#### Supplied material ####

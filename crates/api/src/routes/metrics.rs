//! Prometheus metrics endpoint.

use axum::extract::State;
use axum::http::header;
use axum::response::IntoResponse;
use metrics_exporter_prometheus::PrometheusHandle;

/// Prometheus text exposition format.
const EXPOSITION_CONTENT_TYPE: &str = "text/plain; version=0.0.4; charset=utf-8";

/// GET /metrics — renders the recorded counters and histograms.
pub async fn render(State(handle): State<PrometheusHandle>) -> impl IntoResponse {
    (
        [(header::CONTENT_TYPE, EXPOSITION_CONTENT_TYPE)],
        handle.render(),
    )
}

####
#### Supplied material ####

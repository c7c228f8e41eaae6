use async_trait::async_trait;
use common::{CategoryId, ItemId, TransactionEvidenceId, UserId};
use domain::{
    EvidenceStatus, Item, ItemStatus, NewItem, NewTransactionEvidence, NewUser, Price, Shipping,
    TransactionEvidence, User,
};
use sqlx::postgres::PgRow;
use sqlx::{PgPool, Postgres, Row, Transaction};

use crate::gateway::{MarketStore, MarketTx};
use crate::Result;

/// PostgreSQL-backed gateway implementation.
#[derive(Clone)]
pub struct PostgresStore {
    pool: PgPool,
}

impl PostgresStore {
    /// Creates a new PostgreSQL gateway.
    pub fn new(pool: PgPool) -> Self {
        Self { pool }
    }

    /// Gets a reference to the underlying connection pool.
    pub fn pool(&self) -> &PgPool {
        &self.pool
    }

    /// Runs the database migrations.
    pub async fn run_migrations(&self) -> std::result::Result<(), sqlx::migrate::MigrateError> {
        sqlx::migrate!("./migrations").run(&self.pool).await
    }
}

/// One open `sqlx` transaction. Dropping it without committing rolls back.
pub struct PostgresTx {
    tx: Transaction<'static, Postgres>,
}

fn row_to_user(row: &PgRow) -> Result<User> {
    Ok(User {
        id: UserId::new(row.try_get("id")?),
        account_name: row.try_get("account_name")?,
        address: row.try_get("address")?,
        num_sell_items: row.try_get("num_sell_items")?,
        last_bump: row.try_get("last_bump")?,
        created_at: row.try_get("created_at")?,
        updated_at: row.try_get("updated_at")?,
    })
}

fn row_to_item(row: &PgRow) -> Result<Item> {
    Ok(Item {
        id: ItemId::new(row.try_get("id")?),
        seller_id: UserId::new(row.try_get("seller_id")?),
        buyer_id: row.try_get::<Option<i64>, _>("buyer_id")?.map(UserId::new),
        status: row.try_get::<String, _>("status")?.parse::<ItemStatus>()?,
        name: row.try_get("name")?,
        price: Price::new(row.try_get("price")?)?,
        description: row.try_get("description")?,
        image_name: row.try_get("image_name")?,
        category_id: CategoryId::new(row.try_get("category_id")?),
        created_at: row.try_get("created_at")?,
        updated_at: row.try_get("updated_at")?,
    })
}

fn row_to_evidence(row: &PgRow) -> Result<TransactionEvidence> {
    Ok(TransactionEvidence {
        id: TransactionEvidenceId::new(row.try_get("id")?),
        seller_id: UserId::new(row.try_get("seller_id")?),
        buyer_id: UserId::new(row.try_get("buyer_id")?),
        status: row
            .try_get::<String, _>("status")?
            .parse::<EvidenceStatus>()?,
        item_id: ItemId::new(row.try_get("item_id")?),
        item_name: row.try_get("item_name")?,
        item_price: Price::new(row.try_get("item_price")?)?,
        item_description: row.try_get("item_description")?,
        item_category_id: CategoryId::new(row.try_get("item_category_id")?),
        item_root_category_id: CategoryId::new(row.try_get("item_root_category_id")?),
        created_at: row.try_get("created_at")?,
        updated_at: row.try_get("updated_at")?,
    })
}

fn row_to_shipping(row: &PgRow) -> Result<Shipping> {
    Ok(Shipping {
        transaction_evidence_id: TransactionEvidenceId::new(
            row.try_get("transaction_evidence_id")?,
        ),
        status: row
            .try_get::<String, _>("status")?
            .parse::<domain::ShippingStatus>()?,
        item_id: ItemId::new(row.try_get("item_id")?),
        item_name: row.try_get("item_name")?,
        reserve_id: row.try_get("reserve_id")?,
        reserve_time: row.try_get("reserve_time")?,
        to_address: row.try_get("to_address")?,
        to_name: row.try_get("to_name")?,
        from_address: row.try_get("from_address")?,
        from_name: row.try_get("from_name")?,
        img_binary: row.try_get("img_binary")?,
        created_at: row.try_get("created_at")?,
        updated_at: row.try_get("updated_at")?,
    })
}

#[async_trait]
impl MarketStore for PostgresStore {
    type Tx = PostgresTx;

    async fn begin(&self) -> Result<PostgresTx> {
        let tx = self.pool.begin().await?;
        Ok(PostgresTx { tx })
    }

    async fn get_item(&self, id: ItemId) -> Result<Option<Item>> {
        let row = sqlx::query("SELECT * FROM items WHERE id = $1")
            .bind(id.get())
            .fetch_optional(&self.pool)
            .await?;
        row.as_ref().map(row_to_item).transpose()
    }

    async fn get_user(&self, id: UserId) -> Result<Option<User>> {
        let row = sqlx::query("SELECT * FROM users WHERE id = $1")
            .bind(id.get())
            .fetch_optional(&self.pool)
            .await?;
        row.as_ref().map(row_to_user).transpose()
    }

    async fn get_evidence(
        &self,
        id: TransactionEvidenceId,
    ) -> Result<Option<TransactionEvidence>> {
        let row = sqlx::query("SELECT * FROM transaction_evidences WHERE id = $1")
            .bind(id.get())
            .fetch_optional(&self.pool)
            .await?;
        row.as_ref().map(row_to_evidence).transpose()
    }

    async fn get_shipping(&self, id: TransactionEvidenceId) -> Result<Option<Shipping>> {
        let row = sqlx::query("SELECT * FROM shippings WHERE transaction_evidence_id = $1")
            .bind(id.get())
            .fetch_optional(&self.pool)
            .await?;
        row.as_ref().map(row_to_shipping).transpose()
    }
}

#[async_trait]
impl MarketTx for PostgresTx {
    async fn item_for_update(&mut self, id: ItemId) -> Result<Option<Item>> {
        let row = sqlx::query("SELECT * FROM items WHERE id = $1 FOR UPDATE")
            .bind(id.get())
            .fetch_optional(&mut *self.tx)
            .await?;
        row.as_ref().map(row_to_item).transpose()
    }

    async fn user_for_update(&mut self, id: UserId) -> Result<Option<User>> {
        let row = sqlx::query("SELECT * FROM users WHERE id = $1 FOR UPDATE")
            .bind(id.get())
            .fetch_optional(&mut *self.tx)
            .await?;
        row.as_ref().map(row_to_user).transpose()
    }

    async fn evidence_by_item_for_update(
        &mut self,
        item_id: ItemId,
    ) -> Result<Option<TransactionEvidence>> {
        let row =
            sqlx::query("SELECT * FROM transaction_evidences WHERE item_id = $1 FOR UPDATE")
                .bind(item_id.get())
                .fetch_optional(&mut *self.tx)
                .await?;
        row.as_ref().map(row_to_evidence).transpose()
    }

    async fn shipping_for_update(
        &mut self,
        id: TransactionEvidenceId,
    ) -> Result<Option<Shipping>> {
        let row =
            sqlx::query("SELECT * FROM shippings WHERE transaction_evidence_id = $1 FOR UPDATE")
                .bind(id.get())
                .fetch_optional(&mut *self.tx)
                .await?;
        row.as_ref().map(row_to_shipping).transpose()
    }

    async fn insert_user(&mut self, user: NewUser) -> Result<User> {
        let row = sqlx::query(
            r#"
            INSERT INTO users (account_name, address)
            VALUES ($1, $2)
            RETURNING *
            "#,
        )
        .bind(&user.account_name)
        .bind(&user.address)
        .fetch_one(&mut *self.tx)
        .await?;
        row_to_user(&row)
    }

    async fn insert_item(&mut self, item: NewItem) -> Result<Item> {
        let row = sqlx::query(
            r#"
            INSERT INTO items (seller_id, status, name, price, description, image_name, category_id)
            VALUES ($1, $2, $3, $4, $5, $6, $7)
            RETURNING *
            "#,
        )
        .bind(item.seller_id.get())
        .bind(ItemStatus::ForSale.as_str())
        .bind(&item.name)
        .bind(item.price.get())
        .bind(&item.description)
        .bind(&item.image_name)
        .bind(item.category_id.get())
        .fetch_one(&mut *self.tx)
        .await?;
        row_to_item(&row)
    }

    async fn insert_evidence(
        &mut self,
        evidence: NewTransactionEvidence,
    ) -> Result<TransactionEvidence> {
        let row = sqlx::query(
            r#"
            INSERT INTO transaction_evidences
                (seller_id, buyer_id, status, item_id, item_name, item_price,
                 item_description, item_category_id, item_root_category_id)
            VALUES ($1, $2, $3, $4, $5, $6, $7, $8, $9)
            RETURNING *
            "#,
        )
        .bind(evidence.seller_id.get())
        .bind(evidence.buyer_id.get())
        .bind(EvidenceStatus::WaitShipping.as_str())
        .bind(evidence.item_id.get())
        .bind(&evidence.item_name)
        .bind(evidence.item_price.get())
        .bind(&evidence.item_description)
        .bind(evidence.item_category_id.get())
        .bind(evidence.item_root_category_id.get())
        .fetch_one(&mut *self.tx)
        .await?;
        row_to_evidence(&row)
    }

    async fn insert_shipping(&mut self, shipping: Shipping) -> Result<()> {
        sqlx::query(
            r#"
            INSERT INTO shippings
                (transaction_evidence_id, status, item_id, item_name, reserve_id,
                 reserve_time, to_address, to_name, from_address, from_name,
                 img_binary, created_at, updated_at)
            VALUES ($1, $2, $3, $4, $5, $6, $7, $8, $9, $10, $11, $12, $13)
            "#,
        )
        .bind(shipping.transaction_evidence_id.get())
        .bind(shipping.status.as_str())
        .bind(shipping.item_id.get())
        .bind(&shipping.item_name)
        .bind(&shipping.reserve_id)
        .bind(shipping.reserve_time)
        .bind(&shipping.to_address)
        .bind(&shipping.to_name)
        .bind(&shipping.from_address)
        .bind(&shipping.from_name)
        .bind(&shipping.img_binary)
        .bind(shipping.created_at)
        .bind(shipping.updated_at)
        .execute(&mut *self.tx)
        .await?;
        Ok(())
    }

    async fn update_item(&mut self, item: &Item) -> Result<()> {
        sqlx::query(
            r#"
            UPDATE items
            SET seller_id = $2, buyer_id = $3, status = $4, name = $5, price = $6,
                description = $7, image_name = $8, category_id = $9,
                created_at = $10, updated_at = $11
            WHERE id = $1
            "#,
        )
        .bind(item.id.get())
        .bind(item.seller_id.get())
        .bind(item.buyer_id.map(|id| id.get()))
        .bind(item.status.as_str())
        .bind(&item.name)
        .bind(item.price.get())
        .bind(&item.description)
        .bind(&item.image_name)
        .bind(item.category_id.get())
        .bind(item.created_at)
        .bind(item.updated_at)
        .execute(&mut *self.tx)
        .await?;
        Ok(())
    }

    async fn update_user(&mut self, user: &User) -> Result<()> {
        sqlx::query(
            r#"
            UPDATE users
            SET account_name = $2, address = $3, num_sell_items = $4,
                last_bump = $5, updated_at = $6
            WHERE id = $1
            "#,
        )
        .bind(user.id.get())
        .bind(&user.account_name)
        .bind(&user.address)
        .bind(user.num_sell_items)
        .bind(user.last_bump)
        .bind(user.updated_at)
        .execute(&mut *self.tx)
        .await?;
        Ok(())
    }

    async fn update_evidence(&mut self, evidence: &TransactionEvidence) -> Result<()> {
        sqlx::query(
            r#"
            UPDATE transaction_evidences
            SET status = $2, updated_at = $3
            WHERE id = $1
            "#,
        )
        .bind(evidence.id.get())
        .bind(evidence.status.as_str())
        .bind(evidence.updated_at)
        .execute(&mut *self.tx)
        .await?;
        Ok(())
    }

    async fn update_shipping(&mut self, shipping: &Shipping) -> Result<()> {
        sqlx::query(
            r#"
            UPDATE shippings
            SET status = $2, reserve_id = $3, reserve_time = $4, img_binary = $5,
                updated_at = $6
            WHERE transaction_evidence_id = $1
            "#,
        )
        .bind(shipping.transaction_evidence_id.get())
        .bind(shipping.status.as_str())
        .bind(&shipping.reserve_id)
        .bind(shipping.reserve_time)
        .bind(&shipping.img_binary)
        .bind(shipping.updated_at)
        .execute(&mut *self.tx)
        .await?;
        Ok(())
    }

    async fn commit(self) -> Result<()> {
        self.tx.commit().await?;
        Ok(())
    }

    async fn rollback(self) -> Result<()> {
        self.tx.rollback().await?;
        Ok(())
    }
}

####

## What you should do
When the string "PrometheusHandle" occurs in a line of the material, that line belongs in the answer.

## Exercise response
use metrics_exporter_prometheus::PrometheusHandle;
pub async fn render(State(handle): State<PrometheusHandle>) -> impl IntoResponse {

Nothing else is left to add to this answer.